About 1883, after the firman of Nāsiru’d Dīn Shah had been promulgated, one of the Parsis, Rustami Ardishīri Dīnyār, built in Kūcha Biyuk, one of the villages near Yezd, a house with an upper room, slightly above the height to which the Parsis used to be limited. He heard that the Mussulmans were going to kill him, so he fled by night to Tehran. They killed another Parsi, Tīrandāz, in mistake for him, but did not destroy the house.

So the great difficulty was not to get the law improved, but rather to get it enforced. When Manukji was at Yezd, about 1870, two Parsis were attacked by two Mussulmans outside the town, and one was killed, the other being terribly wounded, as they had tried to cut off his head. The Governor brought the criminals to Yezd, but did nothing to them. Manukji then got leave to take them to Tehran. The Prime Minister, however, told him that no Mussulman would be killed for a Zardūshtī, or Zoroastrian, and that they would only be bastinadoed. About this time Manukji enquired whether it was true that the blood-price of a Zardushti was to be seven tomans. He got back the official reply that it was to be a little over.
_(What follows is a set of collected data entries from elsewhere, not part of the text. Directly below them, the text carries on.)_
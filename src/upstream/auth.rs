//! OAuth 2.0 client for the upstream authorization server
//!
//! Implements the PKCE authorization-code flow pieces the service
//! consumes: authorize URL construction, code exchange, refresh-token
//! exchange and revocation. All token endpoints authenticate with the
//! confidential client's Basic credentials.

use std::sync::Arc;

use async_trait::async_trait;
use base64::{Engine as _, engine::general_purpose::URL_SAFE_NO_PAD};
use rand::RngCore;
use sha2::{Digest, Sha256};

use super::types::TokenResponse;
use crate::config::{OAuthConfig, UpstreamConfig};
use crate::error::AppError;

/// Refresh-token exchange, abstracted for the token guard.
#[cfg_attr(test, mockall::automock)]
#[async_trait]
pub trait UpstreamAuth: Send + Sync {
    /// Exchange a refresh token for a fresh token pair.
    ///
    /// # Errors
    /// `AuthRefresh` when the exchange is rejected (revoked or expired
    /// refresh token) -- callers must treat this as requiring a full
    /// re-authentication, not a retry.
    async fn refresh(&self, refresh_token: &str) -> Result<TokenResponse, AppError>;
}

/// OAuth client talking to the upstream token endpoints.
#[derive(Clone)]
pub struct AuthClient {
    http: Arc<reqwest::Client>,
    auth_base: String,
    authorize_url: String,
    client_id: String,
    client_secret: String,
    redirect_uri: String,
    scopes: String,
}

impl AuthClient {
    pub fn new(http: Arc<reqwest::Client>, upstream: &UpstreamConfig, oauth: &OAuthConfig) -> Self {
        Self {
            http,
            auth_base: upstream.auth_base.trim_end_matches('/').to_string(),
            authorize_url: upstream.authorize_url.clone(),
            client_id: oauth.client_id.clone(),
            client_secret: oauth.client_secret.clone(),
            redirect_uri: oauth.redirect_uri.clone(),
            scopes: oauth.scopes.clone(),
        }
    }

    /// Build the browser-facing authorize URL for a login redirect.
    pub fn build_authorize_url(&self, state: &str, code_challenge: &str) -> Result<String, AppError> {
        let mut url = url::Url::parse(&self.authorize_url)
            .map_err(|e| AppError::Config(format!("invalid authorize URL: {e}")))?;
        url.query_pairs_mut()
            .append_pair("response_type", "code")
            .append_pair("client_id", &self.client_id)
            .append_pair("redirect_uri", &self.redirect_uri)
            .append_pair("scope", &self.scopes)
            .append_pair("state", state)
            .append_pair("code_challenge", code_challenge)
            .append_pair("code_challenge_method", "S256");
        Ok(url.into())
    }

    /// Exchange an authorization code for the initial token pair.
    pub async fn exchange_code(
        &self,
        code: &str,
        code_verifier: &str,
    ) -> Result<TokenResponse, AppError> {
        let response = self
            .http
            .post(format!("{}/2/oauth2/token", self.auth_base))
            .basic_auth(&self.client_id, Some(&self.client_secret))
            .form(&[
                ("code", code),
                ("grant_type", "authorization_code"),
                ("redirect_uri", self.redirect_uri.as_str()),
                ("code_verifier", code_verifier),
            ])
            .send()
            .await?;

        if !response.status().is_success() {
            let body = response.text().await.unwrap_or_default();
            return Err(AppError::Upstream(format!("Token exchange failed: {body}")));
        }

        let body = response.text().await?;
        serde_json::from_str(&body).map_err(|e| AppError::MalformedResponse(e.to_string()))
    }

    /// Best-effort revocation at sign-out; failures are logged, not surfaced.
    pub async fn revoke(&self, token: &str) {
        let result = self
            .http
            .post(format!("{}/2/oauth2/revoke", self.auth_base))
            .basic_auth(&self.client_id, Some(&self.client_secret))
            .form(&[("token", token)])
            .send()
            .await;

        if let Err(error) = result {
            tracing::warn!(%error, "Token revocation failed");
        }
    }
}

#[async_trait]
impl UpstreamAuth for AuthClient {
    async fn refresh(&self, refresh_token: &str) -> Result<TokenResponse, AppError> {
        let response = self
            .http
            .post(format!("{}/2/oauth2/token", self.auth_base))
            .basic_auth(&self.client_id, Some(&self.client_secret))
            .form(&[
                ("refresh_token", refresh_token),
                ("grant_type", "refresh_token"),
            ])
            .send()
            .await?;

        if !response.status().is_success() {
            let body = response.text().await.unwrap_or_default();
            return Err(AppError::AuthRefresh(body));
        }

        let body = response.text().await?;
        serde_json::from_str(&body).map_err(|e| AppError::MalformedResponse(e.to_string()))
    }
}

// =============================================================================
// PKCE helpers
// =============================================================================

/// Random CSRF state token (32 bytes, hex)
pub fn generate_state() -> String {
    let mut bytes = [0u8; 32];
    rand::thread_rng().fill_bytes(&mut bytes);
    hex::encode(bytes)
}

/// Random PKCE code verifier (32 bytes, base64url)
pub fn generate_code_verifier() -> String {
    let mut bytes = [0u8; 32];
    rand::thread_rng().fill_bytes(&mut bytes);
    URL_SAFE_NO_PAD.encode(bytes)
}

/// S256 code challenge for a verifier
pub fn code_challenge(code_verifier: &str) -> String {
    let digest = Sha256::digest(code_verifier.as_bytes());
    URL_SAFE_NO_PAD.encode(digest)
}

#[cfg(test)]
mod tests {
    use super::*;

    #[test]
    fn state_is_hex_and_unique() {
        let a = generate_state();
        let b = generate_state();
        assert_eq!(a.len(), 64);
        assert!(a.chars().all(|c| c.is_ascii_hexdigit()));
        assert_ne!(a, b);
    }

    #[test]
    fn verifier_uses_unreserved_characters() {
        let verifier = generate_code_verifier();
        assert!(verifier.len() >= 43);
        assert!(
            verifier
                .chars()
                .all(|c| c.is_ascii_alphanumeric() || c == '-' || c == '_')
        );
    }

    #[test]
    fn challenge_matches_known_s256_vector() {
        // SHA-256("test") in base64url without padding
        assert_eq!(
            code_challenge("test"),
            "n4bQgYhMfWWaL-qgxVrQFaO_TxsrC4Is0V1sFbDwCgg"
        );
    }
}
//! Payment event intake
//!
//! The payment provider delivers completed-checkout events here. The
//! request is authenticated by an HMAC-SHA256 signature over the raw
//! body; credited batches are idempotent by payment id, so provider
//! retries and replays are harmless.

use axum::{
    body::Bytes,
    extract::State,
    http::HeaderMap,
    response::Json,
};
use serde::Deserialize;

use crate::AppState;
use crate::error::AppError;

/// Header carrying `sha256=<hex hmac>` over the raw body
pub const SIGNATURE_HEADER: &str = "x-webhook-signature";

const COMPLETED_EVENT: &str = "checkout.completed";

/// Completed-purchase event body
#[derive(Debug, Deserialize)]
struct PaymentEvent {
    #[serde(rename = "type")]
    kind: String,
    user_id: String,
    payment_id: String,
}

fn verify_signature(secret: &str, body: &[u8], header: &str) -> Result<(), AppError> {
    use hmac::{Hmac, Mac};
    use sha2::Sha256;

    let hex_signature = header
        .strip_prefix("sha256=")
        .ok_or(AppError::InvalidSignature)?;
    let signature = hex::decode(hex_signature).map_err(|_| AppError::InvalidSignature)?;

    type HmacSha256 = Hmac<Sha256>;
    let mut mac = HmacSha256::new_from_slice(secret.as_bytes())
        .map_err(|e| AppError::Internal(anyhow::anyhow!("HMAC key: {e}")))?;
    mac.update(body);
    mac.verify_slice(&signature)
        .map_err(|_| AppError::InvalidSignature)
}

/// POST /api/webhook
///
/// Verifies the signature, then credits one paid batch for a
/// `checkout.completed` event. Unknown users and event types are
/// acknowledged without crediting so the provider does not retry
/// them forever.
pub async fn payment_webhook(
    State(state): State<AppState>,
    headers: HeaderMap,
    body: Bytes,
) -> Result<Json<serde_json::Value>, AppError> {
    let signature = headers
        .get(SIGNATURE_HEADER)
        .and_then(|value| value.to_str().ok())
        .ok_or_else(|| AppError::Validation("Missing signature".to_string()))?;

    verify_signature(&state.config.billing.webhook_secret, &body, signature)?;

    let event: PaymentEvent = serde_json::from_slice(&body)
        .map_err(|e| AppError::Validation(format!("Malformed event: {e}")))?;

    if event.kind != COMPLETED_EVENT {
        tracing::debug!(kind = %event.kind, "Ignoring webhook event");
        return Ok(Json(serde_json::json!({ "received": true })));
    }

    let Some(mut fetch_state) = state.store.get_user_state(&event.user_id).await? else {
        tracing::error!(user_id = %event.user_id, "Webhook for unknown user");
        return Ok(Json(serde_json::json!({ "received": true })));
    };

    if state
        .orchestrator
        .quota()
        .credit_payment(&mut fetch_state, &event.payment_id)
    {
        state
            .store
            .put_user_state(
                &event.user_id,
                &fetch_state,
                std::time::Duration::from_secs(state.config.fetch.state_ttl_seconds),
            )
            .await?;
        tracing::info!(
            user_id = %event.user_id,
            payment_id = %event.payment_id,
            paid_batches = fetch_state.paid_batches,
            "Payment credited"
        );
    } else {
        tracing::debug!(
            payment_id = %event.payment_id,
            "Duplicate payment event skipped"
        );
    }

    Ok(Json(serde_json::json!({ "received": true })))
}
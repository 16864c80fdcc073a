//! Bookstash - A self-hosted exporter for X bookmarks
//!
//! # Architecture
//!
//! ```text
//! ┌─────────────────────────────────────────────────────────────┐
//! │                      API Layer (Axum)                        │
//! │  - OAuth login/callback/logout                              │
//! │  - Bookmark retrieval (sync + SSE progress)                 │
//! │  - Payment webhook                                          │
//! └─────────────────────────────────────────────────────────────┘
//!                              │
//! ┌─────────────────────────────────────────────────────────────┐
//! │                     Service Layer                            │
//! │  - Fetch orchestration (budgets, pacing, checkpoints)       │
//! │  - Token lifecycle, page merging, quota accounting          │
//! └─────────────────────────────────────────────────────────────┘
//!                              │
//! ┌────────────────────────────┬────────────────────────────────┐
//! │        Data Layer          │       Upstream Clients         │
//! │  - SQLite KV store (sqlx)  │  - OAuth token endpoints       │
//! │  - Bookmark cache          │  - Bookmarks/folders API       │
//! └────────────────────────────┴────────────────────────────────┘
//! ```
//!
//! # Modules
//!
//! - `api`: HTTP handlers for retrieval, folders, status, webhook
//! - `auth`: OAuth flow and cookie sessions
//! - `service`: Retrieval engine business logic
//! - `upstream`: Wire clients for the X API
//! - `data`: SQLite store and domain models
//! - `config`: Configuration management
//! - `error`: Error types

pub mod api;
pub mod auth;
pub mod config;
pub mod data;
pub mod error;
pub mod metrics;
pub mod service;
pub mod upstream;

use std::sync::Arc;

use service::{FetchOrchestrator, TokenGuard};
use upstream::{AuthClient, BookmarksClient};

/// Application state shared across all handlers
///
/// This struct is cloned for each request and contains shared
/// resources like the store, HTTP client and the retrieval engine.
#[derive(Clone)]
pub struct AppState {
    /// Application configuration
    pub config: Arc<config::AppConfig>,

    /// SQLite-backed key-value store
    pub store: Arc<data::Store>,

    /// Shared HTTP client for all upstream calls
    pub http_client: Arc<reqwest::Client>,

    /// OAuth token endpoints client
    pub auth: Arc<AuthClient>,

    /// Bookmarks/folders data API client
    pub bookmarks: Arc<BookmarksClient>,

    /// Access-token lifecycle guard
    pub token_guard: Arc<TokenGuard>,

    /// The retrieval engine
    pub orchestrator: Arc<FetchOrchestrator>,
}

impl AppState {
    /// Initialize application state
    ///
    /// # Steps
    /// 1. Open the SQLite store and run migrations
    /// 2. Build the shared HTTP client
    /// 3. Wire the upstream clients and the retrieval engine
    ///
    /// # Errors
    /// Returns error if any initialization step fails
    pub async fn new(config: config::AppConfig) -> Result<Self, error::AppError> {
        tracing::info!("Initializing application state...");

        // 1. Open the store
        let store = Arc::new(data::Store::connect(&config.database.path).await?);
        tracing::info!("Store connected");

        // 2. Shared HTTP client
        let http_client = Arc::new(
            reqwest::Client::builder()
                .user_agent("Bookstash/0.1.0")
                .timeout(std::time::Duration::from_secs(
                    config.upstream.request_timeout_seconds,
                ))
                .build()
                .map_err(|e| error::AppError::Internal(e.into()))?,
        );

        // 3. Upstream clients and the engine
        let auth = Arc::new(AuthClient::new(
            http_client.clone(),
            &config.upstream,
            &config.oauth,
        ));
        let bookmarks = Arc::new(BookmarksClient::new(
            http_client.clone(),
            &config.upstream,
            &config.fetch,
        ));
        let token_guard = Arc::new(TokenGuard::new(
            auth.clone(),
            store.clone(),
            &config.fetch,
        ));
        let orchestrator = Arc::new(FetchOrchestrator::new(
            store.clone(),
            bookmarks.clone(),
            token_guard.clone(),
            config.fetch.clone(),
        ));

        tracing::info!("Application state initialized successfully");

        Ok(Self {
            config: Arc::new(config),
            store,
            http_client,
            auth,
            bookmarks,
            token_guard,
            orchestrator,
        })
    }
}

/// Build the Axum router with all routes.
///
/// This is shared by the binary and integration tests to keep route
/// composition consistent across environments.
pub fn build_router(state: AppState) -> axum::Router {
    use axum::Router;
    use tower_http::{compression::CompressionLayer, trace::TraceLayer};

    let cors_layer = build_cors_layer(&state.config.server);

    Router::new()
        .route("/health", axum::routing::get(health_check))
        .merge(auth::auth_router())
        .nest("/api", api::api_router())
        .layer(CompressionLayer::new())
        .layer(TraceLayer::new_for_http())
        .layer(cors_layer)
        .with_state(state)
        .merge(api::metrics_router())
}

fn build_cors_layer(server: &config::ServerConfig) -> tower_http::cors::CorsLayer {
    use axum::http::HeaderValue;
    use tower_http::cors::{Any, CorsLayer};

    if !server.protocol.eq_ignore_ascii_case("https") {
        return CorsLayer::permissive();
    }

    let allowed_origin = server.base_url();
    match HeaderValue::from_str(&allowed_origin) {
        Ok(origin) => CorsLayer::new()
            .allow_origin([origin])
            .allow_methods(Any)
            .allow_headers(Any),
        Err(error) => {
            tracing::error!(
                %error,
                origin = %allowed_origin,
                "Failed to parse CORS origin from server base URL; denying cross-origin requests"
            );
            CorsLayer::new().allow_methods(Any).allow_headers(Any)
        }
    }
}

async fn health_check() -> &'static str {
    "OK"
}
The Yezd Parsis have been helped considerably by agents from Bombay, who are British subjects, and of late years things have slightly improved. About 1885, a Seyid, that is, a descendant of Muhammad, killed a Zardushti woman in Yezd. Ibrāhīm Qalīl Khān took him, and, by order of the Zillu’s Sultān, Prince Governor of Isfahan, and elder brother of the Shah, killed him before daybreak. When the Mohammedan mullas heard of it in the morning, they gave orders for a general slaughter of the Parsis. Many of the Parsis were injured, but none killed. Then in 1899 the Sahāmu’l Mulk, at the commencement of his governorship of Yezd, killed a Mussulman servant of the Mushīru’l Mamālik for a criminal assault upon a Zoroastrian woman. This man was not a Seyid, which made the matter more simple. Just before, when the Mushīru’l Mamālik was temporary Governor, Isfandiār, the Parsi schoolmaster at Taft, one of the large Yezd villages, and Salāmat, another Parsi, were killed by two lūtīs (roughs) without reason. One of these lutis was a Seyid. Both were sent to Tehran, and a mujtahid went up with them to ask for their release. The Shah ordered the Seyid’s release, but the fate of the other is not known. That the Seyid was not much intimidated is certain, as in the August of 1901, when I was in Taft, he used to wander about with other lutis quite openly.